◆ EXERCISE INSTRUCTIONS
Search the entries for the word "None" and pull out each line that has it.

◆ Stored items

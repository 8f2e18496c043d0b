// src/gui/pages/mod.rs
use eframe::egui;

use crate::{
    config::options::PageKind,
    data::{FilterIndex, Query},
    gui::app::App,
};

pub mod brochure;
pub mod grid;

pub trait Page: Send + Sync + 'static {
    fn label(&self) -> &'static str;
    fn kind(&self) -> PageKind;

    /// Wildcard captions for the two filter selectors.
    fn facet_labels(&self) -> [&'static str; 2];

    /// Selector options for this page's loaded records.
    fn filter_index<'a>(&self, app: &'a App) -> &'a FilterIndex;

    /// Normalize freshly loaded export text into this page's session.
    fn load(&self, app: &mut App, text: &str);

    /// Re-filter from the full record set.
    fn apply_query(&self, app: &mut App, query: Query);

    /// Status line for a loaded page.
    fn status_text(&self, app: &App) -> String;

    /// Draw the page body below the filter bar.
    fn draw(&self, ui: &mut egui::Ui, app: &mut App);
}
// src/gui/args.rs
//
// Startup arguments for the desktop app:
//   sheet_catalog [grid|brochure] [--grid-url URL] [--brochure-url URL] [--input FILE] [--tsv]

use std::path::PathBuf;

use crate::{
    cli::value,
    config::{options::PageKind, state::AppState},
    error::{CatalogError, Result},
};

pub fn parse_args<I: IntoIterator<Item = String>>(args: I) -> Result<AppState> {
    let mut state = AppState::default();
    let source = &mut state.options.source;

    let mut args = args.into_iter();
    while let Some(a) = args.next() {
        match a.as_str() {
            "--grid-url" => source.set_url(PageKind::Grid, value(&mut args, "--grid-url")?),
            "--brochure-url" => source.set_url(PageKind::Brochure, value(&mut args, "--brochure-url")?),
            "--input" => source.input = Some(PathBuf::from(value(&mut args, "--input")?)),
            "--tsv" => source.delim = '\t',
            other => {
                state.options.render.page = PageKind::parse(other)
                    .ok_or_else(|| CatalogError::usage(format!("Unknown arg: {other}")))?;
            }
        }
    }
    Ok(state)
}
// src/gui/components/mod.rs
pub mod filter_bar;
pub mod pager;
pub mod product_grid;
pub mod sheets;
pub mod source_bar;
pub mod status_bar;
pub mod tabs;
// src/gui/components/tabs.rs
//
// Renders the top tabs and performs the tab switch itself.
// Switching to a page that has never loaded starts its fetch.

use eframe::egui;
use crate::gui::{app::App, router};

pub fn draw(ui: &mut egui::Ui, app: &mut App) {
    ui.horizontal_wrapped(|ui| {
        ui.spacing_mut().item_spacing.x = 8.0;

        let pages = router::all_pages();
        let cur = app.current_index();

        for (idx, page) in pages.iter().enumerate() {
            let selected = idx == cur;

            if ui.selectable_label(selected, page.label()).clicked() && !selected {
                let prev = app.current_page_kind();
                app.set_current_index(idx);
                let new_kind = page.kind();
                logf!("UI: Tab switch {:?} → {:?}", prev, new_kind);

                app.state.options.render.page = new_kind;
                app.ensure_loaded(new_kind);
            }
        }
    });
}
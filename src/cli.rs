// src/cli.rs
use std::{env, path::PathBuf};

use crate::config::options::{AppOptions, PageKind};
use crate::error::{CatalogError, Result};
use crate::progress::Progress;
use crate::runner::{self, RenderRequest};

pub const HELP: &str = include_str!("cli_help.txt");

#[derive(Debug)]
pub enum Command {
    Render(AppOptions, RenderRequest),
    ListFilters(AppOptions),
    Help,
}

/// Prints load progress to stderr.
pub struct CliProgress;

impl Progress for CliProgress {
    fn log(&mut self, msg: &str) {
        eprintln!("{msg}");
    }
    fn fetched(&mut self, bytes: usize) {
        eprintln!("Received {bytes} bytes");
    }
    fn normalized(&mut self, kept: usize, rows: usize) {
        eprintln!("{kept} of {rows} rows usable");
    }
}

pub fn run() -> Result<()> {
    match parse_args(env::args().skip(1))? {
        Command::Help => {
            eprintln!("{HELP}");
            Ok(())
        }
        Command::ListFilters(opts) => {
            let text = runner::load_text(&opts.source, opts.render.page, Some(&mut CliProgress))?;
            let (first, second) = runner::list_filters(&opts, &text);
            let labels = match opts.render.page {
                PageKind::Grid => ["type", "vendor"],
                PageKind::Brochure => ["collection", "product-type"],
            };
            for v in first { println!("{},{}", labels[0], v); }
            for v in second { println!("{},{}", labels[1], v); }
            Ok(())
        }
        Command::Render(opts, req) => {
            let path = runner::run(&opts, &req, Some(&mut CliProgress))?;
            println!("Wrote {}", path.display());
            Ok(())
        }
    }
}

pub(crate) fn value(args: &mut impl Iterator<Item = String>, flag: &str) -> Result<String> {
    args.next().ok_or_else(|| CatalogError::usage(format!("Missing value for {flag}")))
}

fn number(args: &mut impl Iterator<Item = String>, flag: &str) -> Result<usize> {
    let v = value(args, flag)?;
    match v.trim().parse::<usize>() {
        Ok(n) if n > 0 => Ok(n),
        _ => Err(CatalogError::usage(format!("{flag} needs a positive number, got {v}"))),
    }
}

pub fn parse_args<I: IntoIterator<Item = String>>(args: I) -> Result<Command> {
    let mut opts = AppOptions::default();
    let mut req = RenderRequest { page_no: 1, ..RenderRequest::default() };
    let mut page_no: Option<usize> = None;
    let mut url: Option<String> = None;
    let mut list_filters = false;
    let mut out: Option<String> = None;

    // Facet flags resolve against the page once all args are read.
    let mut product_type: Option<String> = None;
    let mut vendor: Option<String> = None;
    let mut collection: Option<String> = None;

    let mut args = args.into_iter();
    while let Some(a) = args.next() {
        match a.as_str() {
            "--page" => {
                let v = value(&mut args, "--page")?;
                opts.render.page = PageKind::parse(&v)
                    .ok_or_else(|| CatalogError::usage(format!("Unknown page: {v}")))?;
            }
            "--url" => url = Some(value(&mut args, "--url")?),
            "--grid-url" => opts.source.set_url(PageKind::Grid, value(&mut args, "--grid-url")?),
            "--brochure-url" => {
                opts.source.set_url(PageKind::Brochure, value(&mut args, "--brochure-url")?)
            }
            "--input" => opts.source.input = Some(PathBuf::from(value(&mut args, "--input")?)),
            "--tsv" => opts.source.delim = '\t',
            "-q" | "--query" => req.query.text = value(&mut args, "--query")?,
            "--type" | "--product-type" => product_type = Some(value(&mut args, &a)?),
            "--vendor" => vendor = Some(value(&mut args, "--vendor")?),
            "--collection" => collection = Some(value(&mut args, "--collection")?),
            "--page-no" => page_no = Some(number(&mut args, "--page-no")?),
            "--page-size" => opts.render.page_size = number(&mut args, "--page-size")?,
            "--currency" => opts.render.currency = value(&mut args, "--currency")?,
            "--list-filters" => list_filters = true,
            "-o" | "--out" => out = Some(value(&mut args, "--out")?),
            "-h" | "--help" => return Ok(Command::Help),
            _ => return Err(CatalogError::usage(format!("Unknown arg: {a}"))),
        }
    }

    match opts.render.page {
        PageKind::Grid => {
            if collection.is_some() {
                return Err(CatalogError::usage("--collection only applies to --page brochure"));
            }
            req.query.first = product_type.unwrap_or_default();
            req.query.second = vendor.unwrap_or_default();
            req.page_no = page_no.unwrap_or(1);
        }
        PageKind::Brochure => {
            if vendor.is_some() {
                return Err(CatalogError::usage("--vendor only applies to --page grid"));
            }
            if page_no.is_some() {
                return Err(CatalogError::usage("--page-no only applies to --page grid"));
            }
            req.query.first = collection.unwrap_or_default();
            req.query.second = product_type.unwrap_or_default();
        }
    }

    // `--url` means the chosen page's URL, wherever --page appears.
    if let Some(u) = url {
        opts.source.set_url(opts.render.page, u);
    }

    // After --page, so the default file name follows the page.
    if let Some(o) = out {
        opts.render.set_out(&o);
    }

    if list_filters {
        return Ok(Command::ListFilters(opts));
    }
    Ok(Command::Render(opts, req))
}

◆ ANSWER TO THIS PROBLEM
    let mut page_no: Option<usize> = None;
    let mut url: Option<String> = None;
    let mut out: Option<String> = None;
    let mut product_type: Option<String> = None;
    let mut vendor: Option<String> = None;
    let mut collection: Option<String> = None;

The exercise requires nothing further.